WHAT YOU SHOULD DO: Stopping right after the line with "CREATE TABLE IF NOT EXISTS course_guides", please reproduce the material below exactly from its first line.

EXTRACTED RECORDS:
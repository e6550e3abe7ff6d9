//! SQLite database schema for rubrica

use rusqlite::{Connection, OptionalExtension, Result};

pub const CURRENT_SCHEMA_VERSION: i32 = 1;

/// Result of schema creation
#[derive(Debug, PartialEq, Eq)]
pub enum SchemaCreateResult {
    /// Fresh database, tables created
    Created,
    /// Existing database at the current version
    Current,
    /// Existing database written by a newer rubrica
    TooNew(i32),
}

const SCHEMA_SQL: &str = r#"
CREATE TABLE IF NOT EXISTS store_meta (
    key TEXT PRIMARY KEY,
    value TEXT NOT NULL
);

CREATE TABLE IF NOT EXISTS teachers (
    id TEXT PRIMARY KEY,
    email TEXT NOT NULL UNIQUE,
    password_hash TEXT NOT NULL,
    created TEXT NOT NULL
);

CREATE TABLE IF NOT EXISTS courses (
    id TEXT PRIMARY KEY,
    name TEXT NOT NULL UNIQUE,
    icon TEXT NOT NULL DEFAULT '',
    created TEXT NOT NULL
);

-- Course membership with moderator flag
CREATE TABLE IF NOT EXISTS course_teachers (
    course_id TEXT NOT NULL REFERENCES courses(id) ON DELETE CASCADE,
    teacher_id TEXT NOT NULL REFERENCES teachers(id) ON DELETE CASCADE,
    moderator INTEGER NOT NULL DEFAULT 0,
    position INTEGER NOT NULL DEFAULT 0,
    PRIMARY KEY (course_id, teacher_id)
);
CREATE INDEX IF NOT EXISTS idx_course_teachers_teacher ON course_teachers(teacher_id);

-- Rubric templates; topics are stored as a JSON tree
CREATE TABLE IF NOT EXISTS rubrics (
    id TEXT PRIMARY KEY,
    name TEXT NOT NULL,
    state TEXT NOT NULL DEFAULT 'draft',
    owner_id TEXT,
    topics_json TEXT NOT NULL DEFAULT '[]',
    created TEXT NOT NULL,
    updated TEXT NOT NULL
);
CREATE INDEX IF NOT EXISTS idx_rubrics_owner ON rubrics(owner_id, state);

CREATE TABLE IF NOT EXISTS course_guides (
    course_id TEXT NOT NULL REFERENCES courses(id) ON DELETE CASCADE,
    rubric_id TEXT NOT NULL REFERENCES rubrics(id) ON DELETE CASCADE,
    position INTEGER NOT NULL DEFAULT 0,
    PRIMARY KEY (course_id, rubric_id)
);

CREATE TABLE IF NOT EXISTS course_groups (
    id TEXT PRIMARY KEY,
    course_id TEXT NOT NULL REFERENCES courses(id) ON DELETE CASCADE,
    name TEXT NOT NULL,
    teacher_id TEXT NOT NULL REFERENCES teachers(id),
    created TEXT NOT NULL,
    UNIQUE (course_id, name)
);
CREATE INDEX IF NOT EXISTS idx_course_groups_teacher ON course_groups(teacher_id);

CREATE TABLE IF NOT EXISTS group_rubrics (
    group_id TEXT NOT NULL REFERENCES course_groups(id) ON DELETE CASCADE,
    rubric_id TEXT NOT NULL REFERENCES rubrics(id) ON DELETE CASCADE,
    position INTEGER NOT NULL DEFAULT 0,
    PRIMARY KEY (group_id, rubric_id)
);

CREATE TABLE IF NOT EXISTS students (
    group_id TEXT NOT NULL REFERENCES course_groups(id) ON DELETE CASCADE,
    email TEXT NOT NULL,
    name TEXT NOT NULL,
    average REAL NOT NULL DEFAULT 0,
    position INTEGER NOT NULL DEFAULT 0,
    PRIMARY KEY (group_id, email)
);

CREATE TABLE IF NOT EXISTS notas (
    group_id TEXT NOT NULL REFERENCES course_groups(id) ON DELETE CASCADE,
    number INTEGER NOT NULL,
    rubric_id TEXT NOT NULL REFERENCES rubrics(id),
    date TEXT NOT NULL,
    percentage REAL NOT NULL,
    PRIMARY KEY (group_id, number),
    UNIQUE (group_id, rubric_id)
);

-- One recorded grade per (student, rubric) within a group
CREATE TABLE IF NOT EXISTS calificaciones (
    group_id TEXT NOT NULL,
    student_email TEXT NOT NULL,
    rubric_id TEXT NOT NULL,
    nota_number INTEGER,
    recorded TEXT NOT NULL,
    raw_score REAL NOT NULL,
    final_score REAL NOT NULL,
    topics_json TEXT NOT NULL DEFAULT '[]',
    remarks TEXT NOT NULL DEFAULT '',
    PRIMARY KEY (group_id, student_email, rubric_id),
    FOREIGN KEY (group_id, student_email) REFERENCES students(group_id, email)
        ON DELETE CASCADE ON UPDATE CASCADE
);
CREATE INDEX IF NOT EXISTS idx_calificaciones_rubric ON calificaciones(group_id, rubric_id);

-- One-time codes; expires_at is a unix timestamp
CREATE TABLE IF NOT EXISTS recovery_codes (
    email TEXT PRIMARY KEY,
    code TEXT NOT NULL,
    expires_at INTEGER NOT NULL
);
"#;

fn stored_version(conn: &Connection) -> Result<Option<i32>> {
    let has_meta: bool = conn.query_row(
        "SELECT COUNT(*) > 0 FROM sqlite_master WHERE type = 'table' AND name = 'store_meta'",
        [],
        |row| row.get(0),
    )?;
    if !has_meta {
        return Ok(None);
    }

    let value: Option<String> = conn
        .query_row(
            "SELECT value FROM store_meta WHERE key = 'schema_version'",
            [],
            |row| row.get(0),
        )
        .optional()?;

    Ok(value.and_then(|v| v.parse().ok()))
}

/// Create tables if needed and record the schema version
pub fn create_schema(conn: &Connection) -> Result<SchemaCreateResult> {
    let existing = stored_version(conn)?;

    if let Some(version) = existing {
        if version > CURRENT_SCHEMA_VERSION {
            return Ok(SchemaCreateResult::TooNew(version));
        }
    }

    conn.execute_batch(SCHEMA_SQL)?;
    conn.execute(
        "INSERT OR REPLACE INTO store_meta (key, value) VALUES ('schema_version', ?1)",
        [CURRENT_SCHEMA_VERSION.to_string()],
    )?;

    Ok(match existing {
        None => SchemaCreateResult::Created,
        Some(_) => SchemaCreateResult::Current,
    })
}
//! Reading JSON documents from a file or stdin

use std::fs;
use std::io::{self, Read};

use serde::de::DeserializeOwned;

use rubrica_core::error::{RubricaError, Result};

/// Read `source` (a path, or `-` for stdin) and parse it as JSON
pub fn read_json<T: DeserializeOwned>(source: &str) -> Result<T> {
    let text = if source == "-" {
        let mut buf = String::new();
        io::stdin().read_to_string(&mut buf)?;
        buf
    } else {
        fs::read_to_string(source)?
    };

    serde_json::from_str(&text).map_err(|e| RubricaError::invalid_value("JSON input", e))
}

EXPECTED OUTPUT:
repository e6550e3abe7ff6d9
//! SQLite database schema for rubrica

use rusqlite::{Connection, OptionalExtension, Result};

pub const CURRENT_SCHEMA_VERSION: i32 = 1;

/// Result of schema creation
#[derive(Debug, PartialEq, Eq)]
pub enum SchemaCreateResult {
    /// Fresh database, tables created
    Created,
    /// Existing database at the current version
    Current,
    /// Existing database written by a newer rubrica
    TooNew(i32),
}

const SCHEMA_SQL: &str = r#"
CREATE TABLE IF NOT EXISTS store_meta (
    key TEXT PRIMARY KEY,
    value TEXT NOT NULL
);

CREATE TABLE IF NOT EXISTS teachers (
    id TEXT PRIMARY KEY,
    email TEXT NOT NULL UNIQUE,
    password_hash TEXT NOT NULL,
    created TEXT NOT NULL
);

CREATE TABLE IF NOT EXISTS courses (
    id TEXT PRIMARY KEY,
    name TEXT NOT NULL UNIQUE,
    icon TEXT NOT NULL DEFAULT '',
    created TEXT NOT NULL
);

-- Course membership with moderator flag
CREATE TABLE IF NOT EXISTS course_teachers (
    course_id TEXT NOT NULL REFERENCES courses(id) ON DELETE CASCADE,
    teacher_id TEXT NOT NULL REFERENCES teachers(id) ON DELETE CASCADE,
    moderator INTEGER NOT NULL DEFAULT 0,
    position INTEGER NOT NULL DEFAULT 0,
    PRIMARY KEY (course_id, teacher_id)
);
CREATE INDEX IF NOT EXISTS idx_course_teachers_teacher ON course_teachers(teacher_id);

-- Rubric templates; topics are stored as a JSON tree
CREATE TABLE IF NOT EXISTS rubrics (
    id TEXT PRIMARY KEY,
    name TEXT NOT NULL,
    state TEXT NOT NULL DEFAULT 'draft',
    owner_id TEXT,
    topics_json TEXT NOT NULL DEFAULT '[]',
    created TEXT NOT NULL,
    updated TEXT NOT NULL
);
CREATE INDEX IF NOT EXISTS idx_rubrics_owner ON rubrics(owner_id, state);

CREATE TABLE IF NOT EXISTS course_guides (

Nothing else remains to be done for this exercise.